#### [INSTRUCTIONS TO FOLLOW]
Please look for the string "previous" below and report every line in which it occurs.

[Data entries]
= Beginning of Section =
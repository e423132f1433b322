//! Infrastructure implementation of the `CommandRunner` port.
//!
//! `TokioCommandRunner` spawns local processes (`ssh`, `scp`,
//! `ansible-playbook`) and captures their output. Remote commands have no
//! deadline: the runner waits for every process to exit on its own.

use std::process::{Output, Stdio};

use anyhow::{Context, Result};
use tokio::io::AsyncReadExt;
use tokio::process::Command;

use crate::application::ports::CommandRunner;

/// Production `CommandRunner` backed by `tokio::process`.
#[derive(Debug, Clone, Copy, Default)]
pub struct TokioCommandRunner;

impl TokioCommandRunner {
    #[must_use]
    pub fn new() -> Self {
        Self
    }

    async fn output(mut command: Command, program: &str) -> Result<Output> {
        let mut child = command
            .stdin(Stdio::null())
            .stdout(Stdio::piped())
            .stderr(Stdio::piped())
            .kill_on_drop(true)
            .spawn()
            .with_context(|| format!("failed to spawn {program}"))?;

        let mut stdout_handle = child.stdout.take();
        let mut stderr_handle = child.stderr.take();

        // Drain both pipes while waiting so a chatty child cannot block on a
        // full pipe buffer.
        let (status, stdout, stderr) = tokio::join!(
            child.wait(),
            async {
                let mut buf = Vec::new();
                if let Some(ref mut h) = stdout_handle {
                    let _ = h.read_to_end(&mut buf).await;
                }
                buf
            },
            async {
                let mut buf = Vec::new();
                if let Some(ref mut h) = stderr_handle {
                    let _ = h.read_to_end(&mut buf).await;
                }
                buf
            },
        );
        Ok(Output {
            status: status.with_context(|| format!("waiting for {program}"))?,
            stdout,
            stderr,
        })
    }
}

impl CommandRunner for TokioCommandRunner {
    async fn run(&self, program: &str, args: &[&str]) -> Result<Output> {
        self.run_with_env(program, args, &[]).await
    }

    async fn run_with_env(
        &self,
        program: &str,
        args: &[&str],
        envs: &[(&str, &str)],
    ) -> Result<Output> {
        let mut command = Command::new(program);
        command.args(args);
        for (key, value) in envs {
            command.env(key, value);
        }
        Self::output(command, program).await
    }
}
= End of Section =
= Beginning of Section =
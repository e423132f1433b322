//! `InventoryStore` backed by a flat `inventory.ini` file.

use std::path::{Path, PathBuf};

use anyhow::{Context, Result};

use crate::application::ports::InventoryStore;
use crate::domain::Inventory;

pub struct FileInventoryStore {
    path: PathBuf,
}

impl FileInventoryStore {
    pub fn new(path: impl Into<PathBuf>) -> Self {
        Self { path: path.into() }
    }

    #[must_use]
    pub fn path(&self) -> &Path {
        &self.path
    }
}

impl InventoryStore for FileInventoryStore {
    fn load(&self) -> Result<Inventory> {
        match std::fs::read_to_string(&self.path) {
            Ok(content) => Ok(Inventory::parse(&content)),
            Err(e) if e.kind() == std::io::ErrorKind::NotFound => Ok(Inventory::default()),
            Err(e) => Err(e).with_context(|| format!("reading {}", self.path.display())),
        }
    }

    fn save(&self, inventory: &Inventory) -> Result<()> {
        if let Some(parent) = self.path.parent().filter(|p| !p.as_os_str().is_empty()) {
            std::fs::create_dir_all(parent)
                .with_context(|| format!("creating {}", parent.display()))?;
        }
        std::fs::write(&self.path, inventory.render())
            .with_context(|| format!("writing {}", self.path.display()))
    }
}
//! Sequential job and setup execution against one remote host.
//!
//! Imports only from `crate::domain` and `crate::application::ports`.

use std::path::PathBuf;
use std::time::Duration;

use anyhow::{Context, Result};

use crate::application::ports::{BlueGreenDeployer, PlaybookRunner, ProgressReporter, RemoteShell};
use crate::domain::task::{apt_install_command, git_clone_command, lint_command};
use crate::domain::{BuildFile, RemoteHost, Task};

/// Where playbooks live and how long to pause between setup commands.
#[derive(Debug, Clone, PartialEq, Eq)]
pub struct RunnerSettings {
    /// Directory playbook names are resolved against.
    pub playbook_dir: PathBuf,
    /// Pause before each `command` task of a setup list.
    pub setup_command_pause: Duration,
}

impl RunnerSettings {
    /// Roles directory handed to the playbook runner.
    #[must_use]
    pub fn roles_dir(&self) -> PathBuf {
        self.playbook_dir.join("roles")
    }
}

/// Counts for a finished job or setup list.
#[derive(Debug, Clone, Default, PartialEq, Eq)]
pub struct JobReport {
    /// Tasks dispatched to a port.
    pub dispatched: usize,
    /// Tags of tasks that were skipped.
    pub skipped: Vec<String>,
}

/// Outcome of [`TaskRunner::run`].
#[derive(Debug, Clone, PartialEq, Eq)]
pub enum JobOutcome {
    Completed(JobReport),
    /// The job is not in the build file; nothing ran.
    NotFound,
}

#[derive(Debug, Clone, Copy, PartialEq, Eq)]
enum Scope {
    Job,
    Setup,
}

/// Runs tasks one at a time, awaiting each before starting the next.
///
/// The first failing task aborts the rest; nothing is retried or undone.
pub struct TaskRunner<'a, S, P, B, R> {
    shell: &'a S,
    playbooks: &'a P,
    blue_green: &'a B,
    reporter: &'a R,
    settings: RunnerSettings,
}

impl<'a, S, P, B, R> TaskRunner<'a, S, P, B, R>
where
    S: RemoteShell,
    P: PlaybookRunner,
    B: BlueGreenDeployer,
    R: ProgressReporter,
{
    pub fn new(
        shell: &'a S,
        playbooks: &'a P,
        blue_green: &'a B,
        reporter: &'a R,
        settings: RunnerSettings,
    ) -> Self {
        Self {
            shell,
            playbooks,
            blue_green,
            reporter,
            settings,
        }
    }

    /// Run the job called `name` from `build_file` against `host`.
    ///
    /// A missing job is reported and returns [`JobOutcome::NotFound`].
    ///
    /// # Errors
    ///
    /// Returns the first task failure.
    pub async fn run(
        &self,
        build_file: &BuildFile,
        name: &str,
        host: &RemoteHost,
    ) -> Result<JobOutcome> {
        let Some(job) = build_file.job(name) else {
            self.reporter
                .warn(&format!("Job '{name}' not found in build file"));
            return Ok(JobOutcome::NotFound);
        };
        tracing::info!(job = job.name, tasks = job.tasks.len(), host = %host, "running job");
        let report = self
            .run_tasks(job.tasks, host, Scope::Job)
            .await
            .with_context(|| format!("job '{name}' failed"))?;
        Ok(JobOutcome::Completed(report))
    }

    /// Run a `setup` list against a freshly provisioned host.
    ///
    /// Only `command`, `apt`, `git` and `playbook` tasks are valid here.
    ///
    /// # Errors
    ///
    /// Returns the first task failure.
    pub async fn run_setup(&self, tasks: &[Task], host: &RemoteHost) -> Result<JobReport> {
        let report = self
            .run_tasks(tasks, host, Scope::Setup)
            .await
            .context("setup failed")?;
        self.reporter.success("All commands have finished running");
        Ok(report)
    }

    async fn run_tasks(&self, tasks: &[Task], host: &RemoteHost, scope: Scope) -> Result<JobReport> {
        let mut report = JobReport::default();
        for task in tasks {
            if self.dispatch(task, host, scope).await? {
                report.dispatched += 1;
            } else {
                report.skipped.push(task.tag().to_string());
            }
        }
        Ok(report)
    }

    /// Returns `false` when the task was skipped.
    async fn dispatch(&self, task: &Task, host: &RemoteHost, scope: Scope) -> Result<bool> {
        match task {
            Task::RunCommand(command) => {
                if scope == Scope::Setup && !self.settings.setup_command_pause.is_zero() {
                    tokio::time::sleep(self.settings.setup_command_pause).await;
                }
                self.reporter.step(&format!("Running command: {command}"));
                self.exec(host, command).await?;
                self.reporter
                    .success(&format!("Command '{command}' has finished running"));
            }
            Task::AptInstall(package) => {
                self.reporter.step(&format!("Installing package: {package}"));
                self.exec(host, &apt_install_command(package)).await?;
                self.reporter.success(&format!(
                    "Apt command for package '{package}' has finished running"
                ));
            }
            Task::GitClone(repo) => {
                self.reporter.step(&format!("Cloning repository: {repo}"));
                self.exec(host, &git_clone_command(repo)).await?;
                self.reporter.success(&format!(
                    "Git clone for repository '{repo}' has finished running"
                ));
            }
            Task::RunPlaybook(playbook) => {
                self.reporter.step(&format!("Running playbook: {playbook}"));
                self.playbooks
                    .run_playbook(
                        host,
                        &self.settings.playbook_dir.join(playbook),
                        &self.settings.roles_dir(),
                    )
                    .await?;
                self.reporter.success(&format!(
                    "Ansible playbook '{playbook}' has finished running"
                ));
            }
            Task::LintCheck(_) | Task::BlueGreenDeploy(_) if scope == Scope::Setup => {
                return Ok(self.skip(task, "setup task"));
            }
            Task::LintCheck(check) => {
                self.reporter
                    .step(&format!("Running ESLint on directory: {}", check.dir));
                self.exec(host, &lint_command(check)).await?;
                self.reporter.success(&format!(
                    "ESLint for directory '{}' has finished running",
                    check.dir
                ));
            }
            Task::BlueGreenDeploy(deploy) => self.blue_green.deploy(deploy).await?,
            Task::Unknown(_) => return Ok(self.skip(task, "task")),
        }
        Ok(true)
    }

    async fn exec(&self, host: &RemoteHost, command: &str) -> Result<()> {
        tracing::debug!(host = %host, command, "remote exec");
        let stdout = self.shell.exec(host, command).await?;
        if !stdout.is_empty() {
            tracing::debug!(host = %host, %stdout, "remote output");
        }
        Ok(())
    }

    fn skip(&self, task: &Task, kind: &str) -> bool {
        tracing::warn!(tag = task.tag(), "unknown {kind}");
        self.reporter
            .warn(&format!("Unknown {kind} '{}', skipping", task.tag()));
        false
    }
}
= End of Section =
= Beginning of Section =
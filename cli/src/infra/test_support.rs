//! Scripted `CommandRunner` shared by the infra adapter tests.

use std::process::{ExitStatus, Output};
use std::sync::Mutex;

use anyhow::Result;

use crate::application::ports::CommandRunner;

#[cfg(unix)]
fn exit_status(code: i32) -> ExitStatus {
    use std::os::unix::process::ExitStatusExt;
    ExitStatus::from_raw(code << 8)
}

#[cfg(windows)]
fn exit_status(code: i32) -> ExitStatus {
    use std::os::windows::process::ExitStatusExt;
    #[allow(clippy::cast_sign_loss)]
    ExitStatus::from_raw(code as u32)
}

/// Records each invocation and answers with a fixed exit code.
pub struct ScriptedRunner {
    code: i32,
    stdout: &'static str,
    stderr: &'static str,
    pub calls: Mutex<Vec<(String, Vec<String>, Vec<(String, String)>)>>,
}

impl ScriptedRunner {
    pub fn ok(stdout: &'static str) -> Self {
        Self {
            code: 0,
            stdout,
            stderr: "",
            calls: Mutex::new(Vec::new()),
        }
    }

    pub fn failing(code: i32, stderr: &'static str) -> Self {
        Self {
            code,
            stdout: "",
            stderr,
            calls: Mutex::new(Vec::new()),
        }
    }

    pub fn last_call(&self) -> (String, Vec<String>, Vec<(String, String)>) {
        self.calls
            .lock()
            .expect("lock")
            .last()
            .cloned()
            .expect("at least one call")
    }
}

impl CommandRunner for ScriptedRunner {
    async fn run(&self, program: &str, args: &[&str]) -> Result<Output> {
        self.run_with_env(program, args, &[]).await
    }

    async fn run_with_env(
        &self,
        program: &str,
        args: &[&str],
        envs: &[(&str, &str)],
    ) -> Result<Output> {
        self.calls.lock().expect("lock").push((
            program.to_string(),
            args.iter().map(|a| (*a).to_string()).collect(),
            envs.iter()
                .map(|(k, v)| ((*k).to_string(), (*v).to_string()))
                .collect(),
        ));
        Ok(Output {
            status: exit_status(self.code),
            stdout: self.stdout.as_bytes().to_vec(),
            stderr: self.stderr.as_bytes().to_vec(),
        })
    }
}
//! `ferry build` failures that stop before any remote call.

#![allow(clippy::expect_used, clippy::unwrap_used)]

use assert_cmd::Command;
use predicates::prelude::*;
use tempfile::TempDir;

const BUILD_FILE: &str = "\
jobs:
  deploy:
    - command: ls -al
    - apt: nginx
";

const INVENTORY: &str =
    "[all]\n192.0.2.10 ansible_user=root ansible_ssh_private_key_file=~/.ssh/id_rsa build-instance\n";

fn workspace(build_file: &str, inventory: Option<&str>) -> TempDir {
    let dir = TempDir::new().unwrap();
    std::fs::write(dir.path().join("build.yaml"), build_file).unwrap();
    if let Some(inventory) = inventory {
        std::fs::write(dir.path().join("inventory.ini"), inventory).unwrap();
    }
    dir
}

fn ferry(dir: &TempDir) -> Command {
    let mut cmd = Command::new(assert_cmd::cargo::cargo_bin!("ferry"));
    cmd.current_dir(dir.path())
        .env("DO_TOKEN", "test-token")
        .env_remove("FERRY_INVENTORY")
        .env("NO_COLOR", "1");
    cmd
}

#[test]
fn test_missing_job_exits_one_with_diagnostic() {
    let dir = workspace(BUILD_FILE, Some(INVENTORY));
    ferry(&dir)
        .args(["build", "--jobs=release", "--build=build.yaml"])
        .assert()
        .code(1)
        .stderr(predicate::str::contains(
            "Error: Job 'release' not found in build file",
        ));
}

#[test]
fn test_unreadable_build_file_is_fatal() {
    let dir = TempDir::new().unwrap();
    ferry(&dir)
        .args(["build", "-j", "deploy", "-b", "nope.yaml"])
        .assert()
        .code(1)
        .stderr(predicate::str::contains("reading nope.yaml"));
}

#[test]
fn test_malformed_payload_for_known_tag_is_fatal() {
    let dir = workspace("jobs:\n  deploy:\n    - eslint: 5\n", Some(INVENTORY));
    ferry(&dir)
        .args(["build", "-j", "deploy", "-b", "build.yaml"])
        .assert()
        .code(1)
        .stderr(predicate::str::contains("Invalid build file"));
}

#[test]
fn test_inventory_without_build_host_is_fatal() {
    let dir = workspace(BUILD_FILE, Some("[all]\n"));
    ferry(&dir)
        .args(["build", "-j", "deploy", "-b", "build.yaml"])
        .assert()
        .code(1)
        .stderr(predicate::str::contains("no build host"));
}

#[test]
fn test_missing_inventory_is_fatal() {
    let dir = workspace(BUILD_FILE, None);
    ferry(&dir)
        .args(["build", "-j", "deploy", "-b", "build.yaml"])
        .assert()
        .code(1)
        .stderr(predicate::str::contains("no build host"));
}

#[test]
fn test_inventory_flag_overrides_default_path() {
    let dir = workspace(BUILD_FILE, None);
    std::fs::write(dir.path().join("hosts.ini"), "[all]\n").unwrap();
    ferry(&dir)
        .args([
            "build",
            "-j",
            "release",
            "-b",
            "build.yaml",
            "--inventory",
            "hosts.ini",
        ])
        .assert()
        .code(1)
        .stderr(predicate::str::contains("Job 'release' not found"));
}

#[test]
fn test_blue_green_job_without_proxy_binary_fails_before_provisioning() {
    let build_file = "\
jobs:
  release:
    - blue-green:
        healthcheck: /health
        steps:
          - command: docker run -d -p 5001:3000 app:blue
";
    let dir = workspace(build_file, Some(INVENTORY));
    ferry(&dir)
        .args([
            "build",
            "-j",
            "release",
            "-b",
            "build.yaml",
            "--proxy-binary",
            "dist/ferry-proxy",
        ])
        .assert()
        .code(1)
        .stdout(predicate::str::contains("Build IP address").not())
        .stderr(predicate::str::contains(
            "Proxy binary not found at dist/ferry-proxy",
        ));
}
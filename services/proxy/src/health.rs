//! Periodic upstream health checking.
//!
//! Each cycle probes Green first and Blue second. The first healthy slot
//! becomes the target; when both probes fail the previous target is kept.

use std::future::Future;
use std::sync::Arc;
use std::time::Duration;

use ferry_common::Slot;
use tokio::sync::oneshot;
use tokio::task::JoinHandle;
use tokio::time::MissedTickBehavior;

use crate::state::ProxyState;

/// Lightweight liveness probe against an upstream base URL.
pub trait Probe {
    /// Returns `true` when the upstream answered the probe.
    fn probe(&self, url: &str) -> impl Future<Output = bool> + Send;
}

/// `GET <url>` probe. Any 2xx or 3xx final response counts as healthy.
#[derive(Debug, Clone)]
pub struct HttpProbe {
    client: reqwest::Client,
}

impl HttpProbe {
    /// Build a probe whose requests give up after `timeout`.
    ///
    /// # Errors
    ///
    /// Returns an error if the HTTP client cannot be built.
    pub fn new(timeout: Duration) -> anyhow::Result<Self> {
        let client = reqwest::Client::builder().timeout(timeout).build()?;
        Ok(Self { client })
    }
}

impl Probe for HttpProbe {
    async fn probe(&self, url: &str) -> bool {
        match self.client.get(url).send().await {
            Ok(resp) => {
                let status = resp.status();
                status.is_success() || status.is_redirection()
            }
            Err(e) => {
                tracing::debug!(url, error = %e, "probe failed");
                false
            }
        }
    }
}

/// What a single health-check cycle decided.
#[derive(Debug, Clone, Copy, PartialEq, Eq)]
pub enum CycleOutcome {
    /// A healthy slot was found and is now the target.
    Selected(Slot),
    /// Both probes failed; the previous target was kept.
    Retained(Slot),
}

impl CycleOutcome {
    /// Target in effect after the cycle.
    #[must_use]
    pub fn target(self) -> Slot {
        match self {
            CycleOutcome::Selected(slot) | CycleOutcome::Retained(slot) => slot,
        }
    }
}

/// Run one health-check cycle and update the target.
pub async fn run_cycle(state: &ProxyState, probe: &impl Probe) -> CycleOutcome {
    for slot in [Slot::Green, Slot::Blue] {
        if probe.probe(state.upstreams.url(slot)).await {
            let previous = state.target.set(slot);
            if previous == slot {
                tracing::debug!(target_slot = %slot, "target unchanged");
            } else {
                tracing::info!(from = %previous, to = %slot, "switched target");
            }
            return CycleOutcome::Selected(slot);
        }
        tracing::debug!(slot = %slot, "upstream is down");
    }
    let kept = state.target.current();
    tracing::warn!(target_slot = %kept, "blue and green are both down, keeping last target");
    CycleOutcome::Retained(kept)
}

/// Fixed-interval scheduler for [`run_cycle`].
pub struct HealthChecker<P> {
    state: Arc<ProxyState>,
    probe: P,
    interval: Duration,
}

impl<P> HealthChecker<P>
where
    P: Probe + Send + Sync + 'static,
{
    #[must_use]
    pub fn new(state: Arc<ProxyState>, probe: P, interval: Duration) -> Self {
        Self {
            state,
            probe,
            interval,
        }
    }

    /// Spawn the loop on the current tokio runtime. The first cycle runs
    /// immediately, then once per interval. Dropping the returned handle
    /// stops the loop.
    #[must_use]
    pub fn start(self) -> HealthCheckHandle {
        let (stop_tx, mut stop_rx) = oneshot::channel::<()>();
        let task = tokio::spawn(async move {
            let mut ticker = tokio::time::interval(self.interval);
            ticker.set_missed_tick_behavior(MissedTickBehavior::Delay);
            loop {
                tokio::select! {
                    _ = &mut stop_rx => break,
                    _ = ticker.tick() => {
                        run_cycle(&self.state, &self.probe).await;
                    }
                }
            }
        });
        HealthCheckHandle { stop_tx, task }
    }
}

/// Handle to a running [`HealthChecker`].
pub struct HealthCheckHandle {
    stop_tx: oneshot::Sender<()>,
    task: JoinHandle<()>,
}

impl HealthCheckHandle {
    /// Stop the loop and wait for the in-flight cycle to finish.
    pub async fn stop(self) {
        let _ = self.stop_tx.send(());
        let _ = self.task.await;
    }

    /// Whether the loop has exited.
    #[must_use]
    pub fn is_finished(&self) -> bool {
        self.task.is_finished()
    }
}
= End of Section =
#### [ANSWER]
//! becomes the target; when both probes fail the previous target is kept.
    /// Both probes failed; the previous target was kept.
            let previous = state.target.set(slot);
            if previous == slot {
                tracing::info!(from = %previous, to = %slot, "switched target");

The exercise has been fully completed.